• _Problem to solve_: Report each line of the data that includes the word "Option".

• _Entries shown_:
□ □ □

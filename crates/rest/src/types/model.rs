//! Resource models.
//!
//! A [`ResourceModel`] describes a remote resource collection: its singular
//! name, the plural storage name used in URLs and collection documents, the
//! key field, and the declared fields with their kinds.

use serde::{Deserialize, Serialize};

use super::record::Record;
use super::value::FieldKind;
use crate::error::ModelError;

/// A declared field of a resource model.
#[derive(Debug, Clone, PartialEq, Eq, Serialize, Deserialize)]
pub struct FieldDef {
    /// Field name as it appears on the wire.
    pub name: String,
    /// Declared kind.
    #[serde(rename = "type")]
    pub kind: FieldKind,
}

impl FieldDef {
    /// Creates a field definition.
    pub fn new(name: impl Into<String>, kind: FieldKind) -> Self {
        Self {
            name: name.into(),
            kind,
        }
    }
}

/// Description of a remote resource collection.
///
/// Models are immutable once built and validated. They can be built in code
/// with [`ResourceModel::builder`] or deserialized from JSON:
///
/// ```json
/// {
///   "name": "book",
///   "key": "id",
///   "fields": [
///     { "name": "id", "type": "integer" },
///     { "name": "title", "type": "string" }
///   ]
/// }
/// ```
#[derive(Debug, Clone, PartialEq, Eq, Serialize, Deserialize)]
#[serde(try_from = "RawModel")]
pub struct ResourceModel {
    name: String,
    storage_name: String,
    key: String,
    fields: Vec<FieldDef>,
    #[serde(skip)]
    key_index: usize,
}

#[derive(Deserialize)]
struct RawModel {
    name: String,
    #[serde(default)]
    storage_name: Option<String>,
    #[serde(default)]
    key: Option<String>,
    #[serde(default)]
    fields: Vec<FieldDef>,
}

impl TryFrom<RawModel> for ResourceModel {
    type Error = ModelError;

    fn try_from(raw: RawModel) -> Result<Self, Self::Error> {
        let mut builder = ResourceModel::builder(raw.name);
        if let Some(storage_name) = raw.storage_name {
            builder = builder.storage_name(storage_name);
        }
        if let Some(key) = raw.key {
            builder = builder.key(key);
        }
        for field in raw.fields {
            builder = builder.field(field.name, field.kind);
        }
        builder.build()
    }
}

impl ResourceModel {
    /// Starts building a model with the given singular name.
    pub fn builder(name: impl Into<String>) -> ResourceModelBuilder {
        ResourceModelBuilder {
            name: name.into(),
            storage_name: None,
            key: "id".to_string(),
            fields: Vec::new(),
        }
    }

    /// Returns the singular resource name (e.g., `book`).
    pub fn name(&self) -> &str {
        &self.name
    }

    /// Returns the plural storage name (e.g., `books`).
    pub fn storage_name(&self) -> &str {
        &self.storage_name
    }

    /// Returns the key field name.
    pub fn key(&self) -> &str {
        &self.key
    }

    /// Returns the key field definition.
    pub fn key_field(&self) -> &FieldDef {
        &self.fields[self.key_index]
    }

    /// Returns the declared fields in declaration order.
    pub fn fields(&self) -> &[FieldDef] {
        &self.fields
    }

    /// Looks up a field by name.
    pub fn field(&self, name: &str) -> Option<&FieldDef> {
        self.fields.iter().find(|f| f.name == name)
    }

    /// Returns the kind of a field, if declared.
    pub fn kind_of(&self, name: &str) -> Option<FieldKind> {
        self.field(name).map(|f| f.kind)
    }

    /// Checks that every field of `record` is declared and holds a value of
    /// the declared kind, returning the record with each value converted to
    /// its field's representation (integers become floats or decimals).
    pub fn conform_record(&self, record: &Record) -> Result<Record, String> {
        record
            .iter()
            .map(|(name, value)| {
                let Some(field) = self.field(name) else {
                    return Err(format!("unknown field '{}' for {}", name, self.name));
                };
                let coerced = value.clone().coerce(field.kind).ok_or_else(|| {
                    format!("field '{}' expects {}, got {:?}", name, field.kind, value)
                })?;
                Ok((name.clone(), coerced))
            })
            .collect()
    }
}

/// Builder for [`ResourceModel`].
#[derive(Debug, Clone)]
pub struct ResourceModelBuilder {
    name: String,
    storage_name: Option<String>,
    key: String,
    fields: Vec<FieldDef>,
}

impl ResourceModelBuilder {
    /// Overrides the derived plural storage name.
    pub fn storage_name(mut self, storage_name: impl Into<String>) -> Self {
        self.storage_name = Some(storage_name.into());
        self
    }

    /// Sets the key field (default `id`).
    pub fn key(mut self, key: impl Into<String>) -> Self {
        self.key = key.into();
        self
    }

    /// Declares a field.
    pub fn field(mut self, name: impl Into<String>, kind: FieldKind) -> Self {
        self.fields.push(FieldDef::new(name, kind));
        self
    }

    /// Validates and builds the model.
    pub fn build(self) -> Result<ResourceModel, ModelError> {
        if !is_valid_name(&self.name) {
            return Err(ModelError::InvalidName { name: self.name });
        }

        let storage_name = self
            .storage_name
            .unwrap_or_else(|| pluralize(&self.name));
        if !is_valid_name(&storage_name) {
            return Err(ModelError::InvalidName { name: storage_name });
        }

        for (i, field) in self.fields.iter().enumerate() {
            if !is_valid_name(&field.name) {
                return Err(ModelError::InvalidField {
                    model: self.name,
                    field: field.name.clone(),
                });
            }
            if self.fields[..i].iter().any(|f| f.name == field.name) {
                return Err(ModelError::DuplicateField {
                    model: self.name,
                    field: field.name.clone(),
                });
            }
        }

        let Some(key_index) = self.fields.iter().position(|f| f.name == self.key) else {
            return Err(ModelError::MissingKey {
                model: self.name,
                key: self.key,
            });
        };

        Ok(ResourceModel {
            name: self.name,
            storage_name,
            key: self.key,
            fields: self.fields,
            key_index,
        })
    }
}

/// Names double as XML element names and query-string keys.
fn is_valid_name(name: &str) -> bool {
    let mut chars = name.chars();
    match chars.next() {
        Some(c) if c.is_ascii_alphabetic() || c == '_' => {}
        _ => return false,
    }
    chars.all(|c| c.is_ascii_alphanumeric() || c == '_' || c == '-')
}

/// English pluralization for resource names.
pub fn pluralize(name: &str) -> String {
    let lower = name.to_ascii_lowercase();
    if lower.ends_with('s')
        || lower.ends_with('x')
        || lower.ends_with('z')
        || lower.ends_with("ch")
        || lower.ends_with("sh")
    {
        format!("{}es", name)
    } else if let Some(stem) = name.strip_suffix('y') {
        match stem.chars().last() {
            Some(c) if !"aeiou".contains(c.to_ascii_lowercase()) => format!("{}ies", stem),
            _ => format!("{}s", name),
        }
    } else {
        format!("{}s", name)
    }
}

□ □ □

• _Task solution_:
    storage_name: Option<String>,
    key: Option<String>,
    pub fn field(&self, name: &str) -> Option<&FieldDef> {
    pub fn kind_of(&self, name: &str) -> Option<FieldKind> {
    storage_name: Option<String>,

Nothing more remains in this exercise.